* _AIM OF THE EXERCISE_
Please copy exactly the lines that run from the start of the entries to the line containing "pub struct ReconcileLog", inclusive.

Stored dataset items:
----------------
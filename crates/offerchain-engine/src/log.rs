//! Per-packet reconciliation log.
//!
//! Non-fatal anomalies (unsigned counters, unresolved deadlines, label
//! overrides) are recorded here and returned with the result. Each entry is
//! also emitted through `tracing`.

use serde::Serialize;
use tracing::{info, warn};

#[derive(Debug, Clone, Copy, PartialEq, Eq, Serialize)]
#[serde(rename_all = "snake_case")]
pub enum Stage {
    Classify,
    Priority,
    Counters,
    Merge,
    Timeline,
    Review,
}

impl Stage {
    pub fn as_str(&self) -> &'static str {
        match self {
            Self::Classify => "classify",
            Self::Priority => "priority",
            Self::Counters => "counters",
            Self::Merge => "merge",
            Self::Timeline => "timeline",
            Self::Review => "review",
        }
    }
}

#[derive(Debug, Clone, Copy, PartialEq, Eq, Serialize)]
#[serde(rename_all = "snake_case")]
pub enum Level {
    Info,
    Warn,
}

#[derive(Debug, Clone, PartialEq, Eq, Serialize)]
pub struct LogEntry {
    pub stage: Stage,
    pub level: Level,
    pub message: String,
}

#[derive(Debug, Clone, Default, PartialEq, Eq, Serialize)]
#[serde(transparent)]
pub struct ReconcileLog {
    entries: Vec<LogEntry>,
}

impl ReconcileLog {
    pub fn info(&mut self, stage: Stage, message: impl Into<String>) {
        let message = message.into();
        info!(stage = stage.as_str(), "{message}");
        self.push(stage, Level::Info, message);
    }

    pub fn warn(&mut self, stage: Stage, message: impl Into<String>) {
        let message = message.into();
        warn!(stage = stage.as_str(), "{message}");
        self.push(stage, Level::Warn, message);
    }

    fn push(&mut self, stage: Stage, level: Level, message: String) {
        self.entries.push(LogEntry {
            stage,
            level,
            message,
        });
    }

    pub fn entries(&self) -> &[LogEntry] {
        &self.entries
    }

    pub fn warnings(&self) -> impl Iterator<Item = &LogEntry> {
        self.entries.iter().filter(|e| e.level == Level::Warn)
    }
}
----------------
* _SOLUTION BELOW_
filename crates/offerchain-engine/src/log.rs
//! Per-packet reconciliation log.
//!
//! Non-fatal anomalies (unsigned counters, unresolved deadlines, label
//! overrides) are recorded here and returned with the result. Each entry is
//! also emitted through `tracing`.

use serde::Serialize;
use tracing::{info, warn};

#[derive(Debug, Clone, Copy, PartialEq, Eq, Serialize)]
#[serde(rename_all = "snake_case")]
pub enum Stage {
    Classify,
    Priority,
    Counters,
    Merge,
    Timeline,
    Review,
}

impl Stage {
    pub fn as_str(&self) -> &'static str {
        match self {
            Self::Classify => "classify",
            Self::Priority => "priority",
            Self::Counters => "counters",
            Self::Merge => "merge",
            Self::Timeline => "timeline",
            Self::Review => "review",
        }
    }
}

#[derive(Debug, Clone, Copy, PartialEq, Eq, Serialize)]
#[serde(rename_all = "snake_case")]
pub enum Level {
    Info,
    Warn,
}

#[derive(Debug, Clone, PartialEq, Eq, Serialize)]
pub struct LogEntry {
    pub stage: Stage,
    pub level: Level,
    pub message: String,
}

#[derive(Debug, Clone, Default, PartialEq, Eq, Serialize)]
#[serde(transparent)]
pub struct ReconcileLog {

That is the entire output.